DaveDGuy
Mechanical
- Jan 6, 2023
- 9
Hello all,
I’m reaching out to see what others think about the position I am currently in and the back and forth I've experienced in my current position. Background info: I’ve been working as a mechanical design engineer in the turnkey automation manufacturing industry for my whole career at small companies, meaning I’ve become experienced in wearing all hats from quoting, conceptualizing, 3D design, drafting, and managing all steps of projects from initial concept to final installation, from PLC selection to designing all custom tooling that goes into a machine. I recently switched companies and since starting my current role, I’ve found myself running into frequent disagreements with my manager above me, note that the person who hired me is not my manager. I would benefit from getting others’ opinions here on the forums with experience in this area of engineering
The issue mainly lies with the lack of organization & consistency, and my design efforts taking 2x-3x longer than what I’ve been used to my entire career because of disagreements and what seems like indecision from my manager. I am the sole mechanical engineer (everyone else including manager have only been software developers) and was hired to take on projects in the same wheelhouse as what I’m used to (one-off industrial equipment). I’ve become very accustomed to what design processes make sense and save the most time, versus those that don’t. A few examples include how in my experience, I’ve found a design timeline for a custom one-off manufacturing machine should be based on getting the concept phase figured out initially with the customer (~5-10% of job design hours for demonstrating said concept, functions, major component selection), and then after which the design is created and detailed based on that concept with some internal feedback between colleagues along the way (~80% of design hours), after which a final design review is held with the customer and any suggestions or feedback from the customer gets implemented prior to fabrication (remaining ~5-10% of design hours).
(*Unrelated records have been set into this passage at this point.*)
//! SQLite chat repository implementation.
//!
//! Implements `ChatRepository` from `codesensei-core` with raw sqlx queries,
//! private Row structs, and the split reader/writer pool. Timestamps are
//! stored as fixed-width RFC 3339 strings so lexical order is time order;
//! `seq` breaks ties between messages written in the same microsecond.

use chrono::{DateTime, SecondsFormat, Utc};
use codesensei_core::chat::repository::ChatRepository;
use codesensei_types::chat::{ChatMessage, ChatSession, MessageRole};
use codesensei_types::error::RepositoryError;
use sqlx::Row;
use uuid::Uuid;

use super::pool::DatabasePool;

/// SQLite-backed implementation of `ChatRepository`.
pub struct SqliteChatRepository {
    pool: DatabasePool,
}

impl SqliteChatRepository {
    /// Create a new repository backed by the given database pool.
    pub fn new(pool: DatabasePool) -> Self {
        Self { pool }
    }
}

// ---------------------------------------------------------------------------
// Private Row types for SQLite-to-domain mapping
// ---------------------------------------------------------------------------

struct ChatSessionRow {
    id: String,
    name: Option<String>,
    created_at: String,
}

impl ChatSessionRow {
    fn from_row(row: &sqlx::sqlite::SqliteRow) -> Result<Self, sqlx::Error> {
        Ok(Self {
            id: row.try_get("id")?,
            name: row.try_get("name")?,
            created_at: row.try_get("created_at")?,
        })
    }

    fn into_session(self) -> Result<ChatSession, RepositoryError> {
        let created_at = parse_datetime(&self.created_at)?;
        let name = self
            .name
            .unwrap_or_else(|| ChatSession::fallback_name(&self.id));

        Ok(ChatSession {
            id: self.id,
            name,
            created_at,
        })
    }
}

struct ChatMessageRow {
    role: String,
    content: String,
    timestamp: String,
}

impl ChatMessageRow {
    fn from_row(row: &sqlx::sqlite::SqliteRow) -> Result<Self, sqlx::Error> {
        Ok(Self {
            role: row.try_get("role")?,
            content: row.try_get("content")?,
            timestamp: row.try_get("timestamp")?,
        })
    }

    fn into_message(self) -> Result<ChatMessage, RepositoryError> {
        let role: MessageRole = self
            .role
            .parse()
            .map_err(|e: String| RepositoryError::Query(e))?;

        Ok(ChatMessage {
            role,
            content: self.content,
            timestamp: parse_datetime(&self.timestamp)?,
        })
    }
}

// ---------------------------------------------------------------------------
// Helpers
// ---------------------------------------------------------------------------

fn parse_datetime(s: &str) -> Result<DateTime<Utc>, RepositoryError> {
    DateTime::parse_from_rfc3339(s)
        .map(|dt| dt.with_timezone(&Utc))
        .map_err(|e| RepositoryError::Query(format!("invalid datetime: {e}")))
}

fn format_datetime(dt: &DateTime<Utc>) -> String {
    dt.to_rfc3339_opts(SecondsFormat::Micros, true)
}

/// Round-trip through the stored representation so callers see exactly
/// what a later read returns.
fn stored_now() -> Result<(String, DateTime<Utc>), RepositoryError> {
    let text = format_datetime(&Utc::now());
    let parsed = parse_datetime(&text)?;
    Ok((text, parsed))
}

fn map_messages(rows: &[sqlx::sqlite::SqliteRow]) -> Result<Vec<ChatMessage>, RepositoryError> {
    let mut messages = Vec::with_capacity(rows.len());
    for row in rows {
        let message_row =
            ChatMessageRow::from_row(row).map_err(|e| RepositoryError::Query(e.to_string()))?;
        messages.push(message_row.into_message()?);
    }
    Ok(messages)
}

// ---------------------------------------------------------------------------
// ChatRepository implementation
// ---------------------------------------------------------------------------

impl ChatRepository for SqliteChatRepository {
    async fn list_sessions(&self, uid: &str) -> Result<Vec<ChatSession>, RepositoryError> {
        let rows = sqlx::query(
            "SELECT id, name, created_at FROM chat_sessions WHERE user_id = ? ORDER BY created_at DESC",
        )
        .bind(uid)
        .fetch_all(&self.pool.reader)
        .await
        .map_err(|e| RepositoryError::Query(e.to_string()))?;

        let mut sessions = Vec::with_capacity(rows.len());
        for row in &rows {
            let session_row =
                ChatSessionRow::from_row(row).map_err(|e| RepositoryError::Query(e.to_string()))?;
            sessions.push(session_row.into_session()?);
        }

        Ok(sessions)
    }

    async fn create_session(
        &self,
        uid: &str,
        key: Option<&str>,
        name: &str,
    ) -> Result<ChatSession, RepositoryError> {
        let id = match key {
            Some(key) => key.to_string(),
            None => Uuid::now_v7().simple().to_string(),
        };
        let (created_text, created_at) = stored_now()?;

        // Same-key creation replaces the session wholesale.
        sqlx::query(
            r#"INSERT INTO chat_sessions (user_id, id, name, created_at)
               VALUES (?, ?, ?, ?)
               ON CONFLICT (user_id, id) DO UPDATE SET
                   name = excluded.name,
                   created_at = excluded.created_at"#,
        )
        .bind(uid)
        .bind(&id)
        .bind(name)
        .bind(&created_text)
        .execute(&self.pool.writer)
        .await
        .map_err(|e| RepositoryError::Query(e.to_string()))?;

        Ok(ChatSession {
            id,
            name: name.to_string(),
            created_at,
        })
    }

    async fn delete_session(&self, uid: &str, session_id: &str) -> Result<(), RepositoryError> {
        // Deleting an absent session is not an error, matching the document store.
        sqlx::query("DELETE FROM chat_sessions WHERE user_id = ? AND id = ?")
            .bind(uid)
            .bind(session_id)
            .execute(&self.pool.writer)
            .await
            .map_err(|e| RepositoryError::Query(e.to_string()))?;

        Ok(())
    }

    async fn append_message(
        &self,
        uid: &str,
        session_id: &str,
        role: MessageRole,
        content: &str,
    ) -> Result<ChatMessage, RepositoryError> {
        let (timestamp_text, timestamp) = stored_now()?;

        sqlx::query(
            r#"INSERT INTO chat_messages (user_id, session_id, role, content, timestamp)
               VALUES (?, ?, ?, ?, ?)"#,
        )
        .bind(uid)
        .bind(session_id)
        .bind(role.to_string())
        .bind(content)
        .bind(&timestamp_text)
        .execute(&self.pool.writer)
        .await
        .map_err(|e| RepositoryError::Query(e.to_string()))?;

        Ok(ChatMessage {
            role,
            content: content.to_string(),
            timestamp,
        })
    }

    async fn get_messages(
        &self,
        uid: &str,
        session_id: &str,
    ) -> Result<Vec<ChatMessage>, RepositoryError> {
        let rows = sqlx::query(
            r#"SELECT role, content, timestamp FROM chat_messages
               WHERE user_id = ? AND session_id = ?
               ORDER BY timestamp ASC, seq ASC"#,
        )
        .bind(uid)
        .bind(session_id)
        .fetch_all(&self.pool.reader)
        .await
        .map_err(|e| RepositoryError::Query(e.to_string()))?;

        map_messages(&rows)
    }

    async fn recent_messages(
        &self,
        uid: &str,
        session_id: &str,
        limit: u32,
    ) -> Result<Vec<ChatMessage>, RepositoryError> {
        let rows = sqlx::query(
            r#"SELECT role, content, timestamp FROM chat_messages
               WHERE user_id = ? AND session_id = ?
               ORDER BY timestamp DESC, seq DESC
               LIMIT ?"#,
        )
        .bind(uid)
        .bind(session_id)
        .bind(i64::from(limit))
        .fetch_all(&self.pool.reader)
        .await
        .map_err(|e| RepositoryError::Query(e.to_string()))?;

        map_messages(&rows)
    }
}
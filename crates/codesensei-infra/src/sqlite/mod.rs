//! SQLite storage layer.
//!
//! Local-development session store backed by SQLite with WAL mode and split
//! read/write connection pools.

pub mod chat;
pub mod pool;
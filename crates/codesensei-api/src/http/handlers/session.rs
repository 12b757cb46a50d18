//! Session HTTP handlers.
//!
//! Endpoints:
//! - GET    /api/get_chat_sessions            - List the caller's sessions
//! - POST   /api/create_session               - Create (or overwrite) a session
//! - GET    /api/get_session_messages/{id}    - Messages of a session, oldest first
//! - DELETE /api/delete_session/{id}          - Delete a session document

use axum::Json;
use axum::body::Bytes;
use axum::extract::{Path, State};
use serde::{Deserialize, Serialize};

use codesensei_types::chat::ChatMessage;

use crate::http::error::AppError;
use crate::http::extractors::auth::AuthUser;
use crate::state::AppState;

#[derive(Debug, Serialize)]
pub struct SessionSummary {
    pub id: String,
    pub name: String,
}

/// Body of `POST /api/create_session`. The whole body is optional.
#[derive(Debug, Default, Deserialize)]
pub struct CreateSessionRequest {
    #[serde(default)]
    pub session_name: Option<String>,
}

impl CreateSessionRequest {
    /// Parse leniently: an empty, non-JSON or mistyped body means "no name".
    pub fn from_body(body: &[u8]) -> Self {
        serde_json::from_slice(body).unwrap_or_default()
    }
}

#[derive(Debug, Serialize)]
pub struct CreatedSession {
    pub session_id: String,
    pub name: String,
}

/// GET /api/get_chat_sessions - Newest first.
pub async fn list_sessions(
    State(state): State<AppState>,
    AuthUser(user): AuthUser,
) -> Result<Json<Vec<SessionSummary>>, AppError> {
    let sessions = state.chat_service.list_sessions(&user.uid).await?;
    Ok(Json(
        sessions
            .into_iter()
            .map(|s| SessionSummary {
                id: s.id,
                name: s.name,
            })
            .collect(),
    ))
}

/// POST /api/create_session - A non-empty `session_name` is also the id.
pub async fn create_session(
    State(state): State<AppState>,
    AuthUser(user): AuthUser,
    body: Bytes,
) -> Result<Json<CreatedSession>, AppError> {
    let request = CreateSessionRequest::from_body(&body);
    let session = state
        .chat_service
        .create_session(&user.uid, request.session_name.as_deref())
        .await?;
    Ok(Json(CreatedSession {
        session_id: session.id,
        name: session.name,
    }))
}

/// GET /api/get_session_messages/{id} - Oldest first.
pub async fn get_session_messages(
    State(state): State<AppState>,
    AuthUser(user): AuthUser,
    Path(session_id): Path<String>,
) -> Result<Json<Vec<ChatMessage>>, AppError> {
    let messages = state
        .chat_service
        .get_messages(&user.uid, &session_id)
        .await?;
    Ok(Json(messages))
}

/// DELETE /api/delete_session/{id} - Messages under the session are kept.
pub async fn delete_session(
    State(state): State<AppState>,
    AuthUser(user): AuthUser,
    Path(session_id): Path<String>,
) -> Result<Json<serde_json::Value>, AppError> {
    state
        .chat_service
        .delete_session(&user.uid, &session_id)
        .await?;
    Ok(Json(serde_json::json!({ "success": true })))
}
However, I’ve found my manager will tend to begin a conversation with me about one or two things that could be changed in the design, after which it turns into a multi-hour conversation of “well maybe this would be better, actually what if we did this, it shouldn’t take you that long to switch out some parts, etc.” where the changes make a significant impact to the design I’ve developed thus far, requiring changing/deleting/overhauling a majority of parts at around the 70-80% point in the design, and even sometimes suggesting these changes after a final design review. These conversations did not bother me early in the design phase as I’m somewhat used to that type of workflow and it seems reasonable. However, a week before what was considered a “final design review” with the customer, it will be a conversation of changing a major function, which I try to describe is something that was agreed upon earlier in the design and is good enough, and how revising a major portion based on a different idea (a lot of times has been just as good, not substantially better or worse) does not outweigh the effort required to revise major areas of the design. This has caused serious delays in project timelines, and most of the suggestions that are being made like gunfire over a 3-4 hour conversation are at least something that, in my past experience of successful projects, would have been cleared up and decided upon in the kickoff meeting (to avoid tacking on many hours of constant iterations later on). There have also been times that my manager changes his mind and chooses to stick with the original idea after all of the hours of conversation. This leaves me with no time to produce quality work as per what I’m used to doing, and what makes me feel satisfied in my career.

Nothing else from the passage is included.